Concernant la petite Chevrolet, il est plus précisément reproché aux ingénieurs de General Motors d’avoir volontairement bâclé sa suspension pour réduire les coûts. Difficile pour le constructeur de nier l’évidence car, dans la foulée, plus d’une centaine de plaintes déposées par des propriétaires de Corvair victimes de graves accidents sont dévoilées au grand jour. Chevrolet tente alors de se justifier en réalisant des films dans lesquels sa Corvair est soumise à différents tests d’adhérence, réalisés avec succès aux mains de pilotes entraînés. La situation échappe de plus en plus à General Motors car, plus il se défend publiquement, plus l’ouvrage remporte de succès ! Le constructeur tente alors d’acheter le silence de Ralph Nader en lui faisant d’alléchantes offres d’embauche. Ce dernier refusant, il est alors constamment espionné et harcelé… 

Un coup fatal

Les résultats ne tardent pas à se faire sentir. Dès 1966, les ventes de la Corvair chutent de moitié et de manière ininterrompue. L’immense succès de la Ford Mustang n’y est pas non plus étranger. Ainsi, le modèle devient dénué d’intérêt pour Chevrolet qui préfère désormais tout miser sur le développement de sa Camaro. Les ventes deviennent de plus en plus anecdotiques et la Chevrolet Corvair quitte les chaînes de production courant 1969.

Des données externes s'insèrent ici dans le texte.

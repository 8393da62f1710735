use chrono::Utc;
use ratatui::{
    layout::{Constraint, Direction, Layout, Rect},
    style::Style,
    text::{Line, Span},
    widgets::{Block, Borders, Clear, Paragraph},
    Frame,
};

use crate::app::{App, AppState, Focus, LoginFocus, Page};

use super::pages::{dashboard, detail, form, list};
use super::{sidebar, styles};

/// Sidebar width including borders
const SIDEBAR_WIDTH: u16 = 24;

pub fn render(frame: &mut Frame, app: &App) {
    if matches!(app.page, Page::Login) {
        render_login(frame, app);
    } else {
        let chunks = Layout::default()
            .direction(Direction::Vertical)
            .constraints([
                Constraint::Length(2), // Title bar
                Constraint::Min(10),   // Sidebar + content
                Constraint::Length(1), // Status bar
            ])
            .split(frame.area());

        render_title_bar(frame, app, chunks[0]);
        render_body(frame, app, chunks[1]);
        render_status_bar(frame, app, chunks[2]);
    }

    // Render overlays
    if matches!(app.state, AppState::ShowingHelp) {
        render_help_overlay(frame);
    }

    if matches!(app.state, AppState::ConfirmingQuit) {
        render_quit_overlay(frame);
    }
}

fn render_title_bar(frame: &mut Frame, app: &App, area: Rect) {
    let title = format!("  Touradmin  ›  {}", app.route.title());
    let now = Utc::now();

    let (countdown, countdown_style) = match app.guard.countdown_label(now) {
        Some(left) if app.guard.is_expiring_soon(now) => {
            (format!("Session ends in {}", left), styles::warning_style())
        }
        Some(left) => (format!("Session {}", left), styles::muted_style()),
        None => (String::new(), styles::muted_style()),
    };
    let help_hint = "  [?] Help ";

    let used = title.chars().count() + countdown.chars().count() + help_hint.len();
    let title_line = Line::from(vec![
        Span::styled(title, styles::title_style()),
        Span::raw(" ".repeat((area.width as usize).saturating_sub(used))),
        Span::styled(countdown, countdown_style),
        Span::styled(help_hint, styles::muted_style()),
    ]);

    let block = Block::default()
        .borders(Borders::BOTTOM)
        .border_style(styles::muted_style());

    let paragraph = Paragraph::new(title_line).block(block);
    frame.render_widget(paragraph, area);
}

fn render_body(frame: &mut Frame, app: &App, area: Rect) {
    let chunks = Layout::default()
        .direction(Direction::Horizontal)
        .constraints([Constraint::Length(SIDEBAR_WIDTH), Constraint::Min(20)])
        .split(area);

    sidebar::render_sidebar(frame, app, chunks[0]);

    let focused = app.focus == Focus::Content;
    match &app.page {
        Page::Dashboard => dashboard::render_dashboard(frame, app, chunks[1], focused),
        Page::List(page) => list::render_list(frame, app, page, chunks[1], focused),
        Page::Detail(page) => detail::render_detail(frame, page, chunks[1], focused),
        Page::Form(page) => form::render_form(frame, page, chunks[1], focused),
        Page::Login => {}
    }
}

fn render_status_bar(frame: &mut Frame, app: &App, area: Rect) {
    let shortcuts = match (&app.page, app.focus) {
        (_, Focus::Sidebar) => "↑/↓ move | Enter open | Tab content | q quit",
        (Page::List(_), _) => "Enter view | e edit | a add | n/p page | / search | L logout",
        (Page::Detail(_), _) => "e edit | Esc back | r reload | L logout",
        (Page::Form(_), _) => "Tab next | Ctrl+S save | Esc cancel",
        _ => "1-6 open | Tab sidebar | L logout | q quit",
    };

    let left_text = match &app.status_message {
        Some(msg) => format!(" {} ", msg),
        None => format!(" {} ", app.api_base_url()),
    };
    let right_text = format!(" {} ", shortcuts);

    let width = area.width as usize;
    let padding_len = width
        .saturating_sub(left_text.chars().count())
        .saturating_sub(right_text.chars().count());
    let left_style = if app.status_message.is_some() {
        styles::success_style()
    } else {
        styles::muted_style()
    };

    let status_line = Line::from(vec![
        Span::styled(left_text, left_style),
        Span::raw(" ".repeat(padding_len)),
        Span::styled(right_text, styles::muted_style()),
    ]);
    let paragraph = Paragraph::new(status_line).style(styles::status_bar_style());
    frame.render_widget(paragraph, area);
}

fn help_line(key: &'static str, desc: &'static str) -> Line<'static> {
    Line::from(vec![
        Span::styled(format!("  {:<10}", key), styles::help_key_style()),
        Span::styled(desc, styles::help_desc_style()),
    ])
}

fn render_help_overlay(frame: &mut Frame) {
    let area = centered_rect_fixed(52, 28, frame.area());

    // Clear the area
    frame.render_widget(Clear, area);

    let version = env!("CARGO_PKG_VERSION");

    let help_text = vec![
        Line::from(Span::styled("  Touradmin", styles::title_style())),
        Line::from(Span::styled(format!("  version {}", version), styles::muted_style())),
        Line::from(""),
        Line::from(Span::styled(" Navigation", styles::highlight_style())),
        help_line("Tab", "Switch focus (sidebar ↔ content)"),
        help_line("↑/↓ j/k", "Move selection"),
        help_line("Enter", "Open entry / toggle group / view"),
        help_line("1-6", "Open a list from the dashboard"),
        help_line("Esc", "Go back"),
        Line::from(""),
        Line::from(Span::styled(" Lists", styles::highlight_style())),
        help_line("a / e", "Add / edit record"),
        help_line("n / p", "Next / previous page"),
        help_line("/", "Filter rows"),
        help_line("r", "Reload"),
        Line::from(""),
        Line::from(Span::styled(" Forms", styles::highlight_style())),
        help_line("Tab", "Next field"),
        help_line("Space", "Toggle yes/no fields"),
        help_line("Enter", "New line / next field / save"),
        help_line("Ctrl+S", "Save"),
        Line::from(""),
        help_line("L", "Log out"),
        help_line("q", "Quit"),
        Line::from(""),
        Line::from(vec![
            Span::styled("       Press ", styles::muted_style()),
            Span::styled("?", styles::help_key_style()),
            Span::styled(" or ", styles::muted_style()),
            Span::styled("Esc", styles::help_key_style()),
            Span::styled(" to close", styles::muted_style()),
        ]),
    ];

    let block = Block::default()
        .borders(Borders::ALL)
        .border_style(styles::border_style(true))
        .style(Style::default());

    let paragraph = Paragraph::new(help_text).block(block);

    frame.render_widget(paragraph, area);
}

fn render_login(frame: &mut Frame, app: &App) {
    let extra = app.login_error.is_some() as u16 * 2 + app.login_notice.is_some() as u16 * 2;
    let area = centered_rect_fixed(56, 12 + extra, frame.area());

    let mut lines = vec![
        Line::from(Span::styled("  Touradmin", styles::title_style())),
        Line::from(Span::styled(
            format!("  {}", app.api_base_url()),
            styles::muted_style(),
        )),
        Line::from(""),
    ];

    if let Some(notice) = app.login_notice {
        lines.push(Line::from(Span::styled(
            format!("  {}", notice),
            styles::warning_style(),
        )));
        lines.push(Line::from(""));
    }

    let field_style = |focused: bool| {
        if focused {
            styles::selected_style()
        } else {
            styles::list_item_style()
        }
    };

    // Username field
    let username_focused = app.login_focus == LoginFocus::Username;
    let cursor = if username_focused { "▌" } else { "" };
    lines.push(Line::from(vec![
        Span::raw("    "),
        Span::styled("Username: [", styles::muted_style()),
        Span::styled(
            format!("{:<28}{}", app.login_username, cursor),
            field_style(username_focused),
        ),
        Span::styled("]", styles::muted_style()),
    ]));

    // Password field
    let password_focused = app.login_focus == LoginFocus::Password;
    let masked = "*".repeat(app.login_password.chars().count().min(28));
    let cursor = if password_focused { "▌" } else { "" };
    lines.push(Line::from(vec![
        Span::raw("    "),
        Span::styled("Password: [", styles::muted_style()),
        Span::styled(format!("{:<28}{}", masked, cursor), field_style(password_focused)),
        Span::styled("]", styles::muted_style()),
    ]));

    // Login button
    let button_focused = app.login_focus == LoginFocus::Button;
    let label = if button_focused { " ▶ Login ◀ " } else { "   Login   " };
    lines.push(Line::from(""));
    lines.push(Line::from(vec![
        Span::raw("                    ["),
        Span::styled(label, field_style(button_focused)),
        Span::raw("]"),
    ]));

    if let Some(ref error) = app.login_error {
        lines.push(Line::from(""));
        lines.push(Line::from(Span::styled(
            format!("  {}", error),
            styles::error_style(),
        )));
    }

    let block = Block::default()
        .title(" Sign in ")
        .borders(Borders::ALL)
        .border_style(styles::border_style(true))
        .style(Style::default());

    let paragraph = Paragraph::new(lines).block(block);

    frame.render_widget(paragraph, area);
}

/// Create a centered rectangle with fixed dimensions
pub fn centered_rect_fixed(width: u16, height: u16, r: Rect) -> Rect {
    let x = r.x + (r.width.saturating_sub(width)) / 2;
    let y = r.y + (r.height.saturating_sub(height)) / 2;
    Rect::new(x, y, width.min(r.width), height.min(r.height))
}

fn render_quit_overlay(frame: &mut Frame) {
    let area = centered_rect_fixed(46, 7, frame.area());

    // Clear the area
    frame.render_widget(Clear, area);

    let lines = vec![
        Line::from(""),
        Line::from(Span::styled(
            "   Are you sure you want to quit?",
            styles::highlight_style(),
        )),
        Line::from(""),
        Line::from(vec![
            Span::styled("   Press ", styles::muted_style()),
            Span::styled("[Y]", styles::help_key_style()),
            Span::styled(" to quit, ", styles::muted_style()),
            Span::styled("[N]", styles::help_key_style()),
            Span::styled(" to cancel", styles::muted_style()),
        ]),
    ];

    let block = Block::default()
        .borders(Borders::ALL)
        .border_style(styles::border_style(true))
        .style(Style::default());

    let paragraph = Paragraph::new(lines).block(block);

    frame.render_widget(paragraph, area);
}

En 1970, Ralph Nader obtient des excuses publiques de la part de General Motors, également condamné à lui verser 450 000 dollars de dommages et intérêts intégralement reversés à une association de prévention routière que Nader avait contribué à créer. Deux ans plus tard, une sérieuse étude sur la dangerosité de la Corvair est publiée par l’institut national de la sécurité routière. Après avoir comparé la voiture à d’autres modèles contemporains (Ford Falcon, Chrysler Valiant, Volkswagen, Renault Dauphine, etc…), il fut finalement démontré qu’elle n’était pas plus dangereuse que ses rivales… ce que Ralph Nader nia. 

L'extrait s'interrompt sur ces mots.